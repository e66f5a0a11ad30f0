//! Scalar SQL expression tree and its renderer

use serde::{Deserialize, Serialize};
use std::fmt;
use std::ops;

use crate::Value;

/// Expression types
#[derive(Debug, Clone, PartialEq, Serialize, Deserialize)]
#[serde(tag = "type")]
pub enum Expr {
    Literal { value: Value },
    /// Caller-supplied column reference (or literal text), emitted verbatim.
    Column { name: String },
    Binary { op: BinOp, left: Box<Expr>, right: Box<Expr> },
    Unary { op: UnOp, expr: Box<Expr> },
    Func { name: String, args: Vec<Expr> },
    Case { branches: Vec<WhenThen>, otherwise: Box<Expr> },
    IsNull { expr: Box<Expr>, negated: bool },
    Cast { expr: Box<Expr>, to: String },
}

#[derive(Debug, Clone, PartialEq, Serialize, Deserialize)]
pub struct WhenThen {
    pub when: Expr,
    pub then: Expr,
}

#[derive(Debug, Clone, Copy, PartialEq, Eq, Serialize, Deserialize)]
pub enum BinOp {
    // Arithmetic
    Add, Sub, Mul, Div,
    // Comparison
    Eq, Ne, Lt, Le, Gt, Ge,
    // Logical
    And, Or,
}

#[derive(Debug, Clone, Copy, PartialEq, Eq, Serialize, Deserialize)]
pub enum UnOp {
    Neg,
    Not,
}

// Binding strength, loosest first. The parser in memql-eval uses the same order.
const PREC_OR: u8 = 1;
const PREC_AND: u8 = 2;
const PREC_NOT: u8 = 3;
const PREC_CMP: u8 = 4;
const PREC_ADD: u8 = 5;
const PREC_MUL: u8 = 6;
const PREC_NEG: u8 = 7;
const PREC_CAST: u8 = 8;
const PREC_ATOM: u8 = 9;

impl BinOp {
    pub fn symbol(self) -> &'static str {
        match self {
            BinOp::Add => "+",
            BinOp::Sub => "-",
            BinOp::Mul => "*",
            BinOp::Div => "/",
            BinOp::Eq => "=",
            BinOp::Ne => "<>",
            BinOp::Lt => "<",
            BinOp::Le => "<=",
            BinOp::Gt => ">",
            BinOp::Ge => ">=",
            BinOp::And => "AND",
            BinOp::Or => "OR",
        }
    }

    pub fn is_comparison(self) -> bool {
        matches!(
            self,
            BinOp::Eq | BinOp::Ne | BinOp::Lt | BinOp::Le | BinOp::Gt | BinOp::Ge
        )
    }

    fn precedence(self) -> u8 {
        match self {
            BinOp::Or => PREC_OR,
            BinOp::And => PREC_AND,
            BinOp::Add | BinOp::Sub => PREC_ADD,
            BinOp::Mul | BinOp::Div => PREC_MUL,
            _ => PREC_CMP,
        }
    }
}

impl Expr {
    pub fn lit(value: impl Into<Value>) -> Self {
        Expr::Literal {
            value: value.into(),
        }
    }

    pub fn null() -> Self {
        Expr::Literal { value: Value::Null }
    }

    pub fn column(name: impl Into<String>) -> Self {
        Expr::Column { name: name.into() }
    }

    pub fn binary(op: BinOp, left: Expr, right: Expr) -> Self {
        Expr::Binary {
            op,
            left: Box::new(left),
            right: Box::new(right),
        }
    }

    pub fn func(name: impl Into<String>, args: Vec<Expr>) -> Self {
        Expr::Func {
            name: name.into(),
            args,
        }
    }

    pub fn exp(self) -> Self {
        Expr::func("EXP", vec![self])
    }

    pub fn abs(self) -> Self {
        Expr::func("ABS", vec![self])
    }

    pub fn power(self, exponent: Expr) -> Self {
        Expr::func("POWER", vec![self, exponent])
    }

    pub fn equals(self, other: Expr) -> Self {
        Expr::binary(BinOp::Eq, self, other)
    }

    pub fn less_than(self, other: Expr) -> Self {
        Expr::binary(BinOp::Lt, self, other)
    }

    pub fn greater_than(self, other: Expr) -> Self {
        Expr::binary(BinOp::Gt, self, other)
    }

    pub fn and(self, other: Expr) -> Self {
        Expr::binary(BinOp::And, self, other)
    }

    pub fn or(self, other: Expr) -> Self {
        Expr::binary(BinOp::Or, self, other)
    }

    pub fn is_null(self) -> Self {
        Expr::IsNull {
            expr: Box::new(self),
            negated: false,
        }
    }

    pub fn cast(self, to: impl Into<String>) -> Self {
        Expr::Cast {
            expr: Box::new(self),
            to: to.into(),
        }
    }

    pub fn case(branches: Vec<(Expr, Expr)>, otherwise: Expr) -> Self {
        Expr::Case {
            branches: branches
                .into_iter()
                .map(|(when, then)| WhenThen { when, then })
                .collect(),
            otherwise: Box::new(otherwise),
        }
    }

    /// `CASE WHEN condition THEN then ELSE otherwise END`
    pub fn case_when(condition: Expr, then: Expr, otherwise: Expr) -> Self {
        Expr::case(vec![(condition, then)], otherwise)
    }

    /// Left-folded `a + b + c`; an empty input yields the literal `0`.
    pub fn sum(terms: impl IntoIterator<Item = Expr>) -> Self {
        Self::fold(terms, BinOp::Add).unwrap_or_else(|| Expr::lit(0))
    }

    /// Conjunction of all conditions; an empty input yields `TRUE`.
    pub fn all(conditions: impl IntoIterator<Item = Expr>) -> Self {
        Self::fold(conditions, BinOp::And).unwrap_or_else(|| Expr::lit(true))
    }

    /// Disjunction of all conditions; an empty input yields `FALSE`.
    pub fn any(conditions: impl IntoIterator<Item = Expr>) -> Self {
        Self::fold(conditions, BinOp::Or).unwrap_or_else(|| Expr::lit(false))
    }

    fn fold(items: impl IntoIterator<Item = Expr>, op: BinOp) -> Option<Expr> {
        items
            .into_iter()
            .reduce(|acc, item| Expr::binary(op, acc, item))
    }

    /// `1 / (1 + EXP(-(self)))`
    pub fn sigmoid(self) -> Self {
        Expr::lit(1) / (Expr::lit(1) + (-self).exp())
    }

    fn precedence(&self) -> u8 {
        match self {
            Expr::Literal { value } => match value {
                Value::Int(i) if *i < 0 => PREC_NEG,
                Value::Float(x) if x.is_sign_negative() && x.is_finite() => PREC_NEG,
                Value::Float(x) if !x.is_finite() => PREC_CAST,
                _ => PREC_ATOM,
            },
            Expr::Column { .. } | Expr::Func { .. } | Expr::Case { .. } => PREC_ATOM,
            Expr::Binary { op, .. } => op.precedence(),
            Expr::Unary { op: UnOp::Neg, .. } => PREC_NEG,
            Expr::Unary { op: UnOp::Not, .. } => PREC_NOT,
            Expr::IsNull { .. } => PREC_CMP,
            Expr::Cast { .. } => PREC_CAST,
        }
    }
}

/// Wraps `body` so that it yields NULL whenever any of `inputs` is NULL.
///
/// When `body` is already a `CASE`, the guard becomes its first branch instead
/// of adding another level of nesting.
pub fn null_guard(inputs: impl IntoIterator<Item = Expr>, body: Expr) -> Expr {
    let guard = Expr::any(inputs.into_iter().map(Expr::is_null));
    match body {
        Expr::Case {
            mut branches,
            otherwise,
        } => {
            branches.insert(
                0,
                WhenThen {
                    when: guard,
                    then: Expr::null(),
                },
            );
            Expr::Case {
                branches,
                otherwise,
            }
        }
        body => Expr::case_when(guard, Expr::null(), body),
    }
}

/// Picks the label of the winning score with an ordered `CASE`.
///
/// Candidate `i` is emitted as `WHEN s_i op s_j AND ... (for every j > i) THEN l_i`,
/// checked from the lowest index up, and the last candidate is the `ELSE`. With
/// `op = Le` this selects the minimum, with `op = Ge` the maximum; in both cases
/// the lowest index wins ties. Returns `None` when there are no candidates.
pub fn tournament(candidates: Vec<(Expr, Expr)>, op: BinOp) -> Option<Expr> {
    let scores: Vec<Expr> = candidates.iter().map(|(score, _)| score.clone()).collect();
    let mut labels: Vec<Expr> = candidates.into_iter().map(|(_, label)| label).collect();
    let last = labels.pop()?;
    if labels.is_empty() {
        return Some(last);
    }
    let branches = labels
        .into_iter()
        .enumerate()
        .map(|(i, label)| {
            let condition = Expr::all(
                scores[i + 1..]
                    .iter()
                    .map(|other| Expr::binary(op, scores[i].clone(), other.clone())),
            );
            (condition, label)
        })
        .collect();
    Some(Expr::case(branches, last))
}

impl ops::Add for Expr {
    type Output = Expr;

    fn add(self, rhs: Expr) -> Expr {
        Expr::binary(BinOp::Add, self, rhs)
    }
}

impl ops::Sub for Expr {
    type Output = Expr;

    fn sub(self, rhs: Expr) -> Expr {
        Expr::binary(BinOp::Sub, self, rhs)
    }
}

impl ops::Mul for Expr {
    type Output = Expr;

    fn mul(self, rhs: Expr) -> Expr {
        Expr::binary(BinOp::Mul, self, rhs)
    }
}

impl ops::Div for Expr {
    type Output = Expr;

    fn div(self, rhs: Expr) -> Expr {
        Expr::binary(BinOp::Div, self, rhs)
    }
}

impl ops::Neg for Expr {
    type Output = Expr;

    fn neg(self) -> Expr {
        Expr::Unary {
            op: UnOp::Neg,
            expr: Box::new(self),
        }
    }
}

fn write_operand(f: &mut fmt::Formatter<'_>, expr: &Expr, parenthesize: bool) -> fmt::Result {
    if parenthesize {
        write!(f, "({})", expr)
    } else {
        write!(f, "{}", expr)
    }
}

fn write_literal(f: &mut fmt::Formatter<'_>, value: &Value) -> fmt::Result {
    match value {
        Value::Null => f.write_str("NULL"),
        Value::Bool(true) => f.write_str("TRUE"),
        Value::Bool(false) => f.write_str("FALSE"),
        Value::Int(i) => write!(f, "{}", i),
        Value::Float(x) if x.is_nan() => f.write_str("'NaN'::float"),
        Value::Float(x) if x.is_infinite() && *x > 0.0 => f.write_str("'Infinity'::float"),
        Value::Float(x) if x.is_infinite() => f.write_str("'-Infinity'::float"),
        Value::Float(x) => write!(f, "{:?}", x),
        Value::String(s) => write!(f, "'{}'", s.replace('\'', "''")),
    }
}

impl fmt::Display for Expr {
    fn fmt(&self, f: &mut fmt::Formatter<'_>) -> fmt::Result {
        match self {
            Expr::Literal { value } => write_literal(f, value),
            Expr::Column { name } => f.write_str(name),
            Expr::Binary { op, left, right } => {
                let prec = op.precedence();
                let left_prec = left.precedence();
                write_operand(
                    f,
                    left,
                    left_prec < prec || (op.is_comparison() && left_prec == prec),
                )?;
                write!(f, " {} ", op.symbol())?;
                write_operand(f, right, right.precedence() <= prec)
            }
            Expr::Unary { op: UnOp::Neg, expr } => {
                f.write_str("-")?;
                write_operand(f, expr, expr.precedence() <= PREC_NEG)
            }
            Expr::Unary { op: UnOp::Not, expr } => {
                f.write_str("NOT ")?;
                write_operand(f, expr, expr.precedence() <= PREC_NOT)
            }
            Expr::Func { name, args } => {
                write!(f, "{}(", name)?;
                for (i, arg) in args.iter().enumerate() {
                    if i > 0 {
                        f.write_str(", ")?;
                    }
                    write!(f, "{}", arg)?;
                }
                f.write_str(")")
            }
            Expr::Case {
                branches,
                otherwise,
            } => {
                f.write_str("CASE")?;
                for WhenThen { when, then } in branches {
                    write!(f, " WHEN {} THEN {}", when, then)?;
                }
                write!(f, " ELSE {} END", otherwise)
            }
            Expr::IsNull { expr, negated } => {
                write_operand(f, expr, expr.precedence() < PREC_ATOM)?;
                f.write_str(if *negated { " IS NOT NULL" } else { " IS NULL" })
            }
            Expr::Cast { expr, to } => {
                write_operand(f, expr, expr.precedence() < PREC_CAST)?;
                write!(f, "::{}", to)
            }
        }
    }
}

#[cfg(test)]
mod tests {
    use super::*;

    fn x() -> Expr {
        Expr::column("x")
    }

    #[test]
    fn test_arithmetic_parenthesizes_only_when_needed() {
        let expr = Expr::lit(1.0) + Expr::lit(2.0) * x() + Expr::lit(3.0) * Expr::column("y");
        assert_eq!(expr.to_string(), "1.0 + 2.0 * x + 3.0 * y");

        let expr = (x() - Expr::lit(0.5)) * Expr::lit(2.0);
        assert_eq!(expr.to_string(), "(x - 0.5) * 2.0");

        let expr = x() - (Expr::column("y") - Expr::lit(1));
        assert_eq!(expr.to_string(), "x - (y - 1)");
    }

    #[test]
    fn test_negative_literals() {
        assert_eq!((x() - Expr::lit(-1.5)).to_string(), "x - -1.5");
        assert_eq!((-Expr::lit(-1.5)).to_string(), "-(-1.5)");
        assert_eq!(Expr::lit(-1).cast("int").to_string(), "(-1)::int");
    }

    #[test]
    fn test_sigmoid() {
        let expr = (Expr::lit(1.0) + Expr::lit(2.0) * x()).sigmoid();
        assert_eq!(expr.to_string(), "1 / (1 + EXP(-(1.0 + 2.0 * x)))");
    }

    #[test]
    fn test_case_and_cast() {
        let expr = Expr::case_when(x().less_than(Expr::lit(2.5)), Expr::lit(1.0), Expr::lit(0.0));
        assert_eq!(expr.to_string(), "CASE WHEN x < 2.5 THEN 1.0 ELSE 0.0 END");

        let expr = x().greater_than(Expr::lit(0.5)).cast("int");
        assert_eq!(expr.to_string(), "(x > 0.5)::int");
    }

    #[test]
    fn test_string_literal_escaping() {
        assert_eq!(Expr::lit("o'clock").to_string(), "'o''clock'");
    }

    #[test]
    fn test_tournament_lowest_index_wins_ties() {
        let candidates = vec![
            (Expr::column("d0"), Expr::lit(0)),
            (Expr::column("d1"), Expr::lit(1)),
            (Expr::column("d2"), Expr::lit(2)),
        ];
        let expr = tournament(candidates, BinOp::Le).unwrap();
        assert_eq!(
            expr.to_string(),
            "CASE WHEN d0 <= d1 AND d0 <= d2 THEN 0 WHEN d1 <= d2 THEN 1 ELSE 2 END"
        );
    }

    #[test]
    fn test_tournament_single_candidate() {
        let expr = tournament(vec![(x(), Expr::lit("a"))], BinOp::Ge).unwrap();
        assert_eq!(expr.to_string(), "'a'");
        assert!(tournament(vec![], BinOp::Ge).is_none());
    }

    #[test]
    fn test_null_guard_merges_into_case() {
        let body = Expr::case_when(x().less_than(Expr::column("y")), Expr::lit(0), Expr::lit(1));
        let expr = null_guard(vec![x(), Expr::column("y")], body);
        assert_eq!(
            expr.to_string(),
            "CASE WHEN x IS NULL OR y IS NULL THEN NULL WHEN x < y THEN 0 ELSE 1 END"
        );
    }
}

──────────

Instructions for the task
Look through the records and gather each line with the word "enumerate".

Answer to this task
        .enumerate()
                for (i, arg) in args.iter().enumerate() {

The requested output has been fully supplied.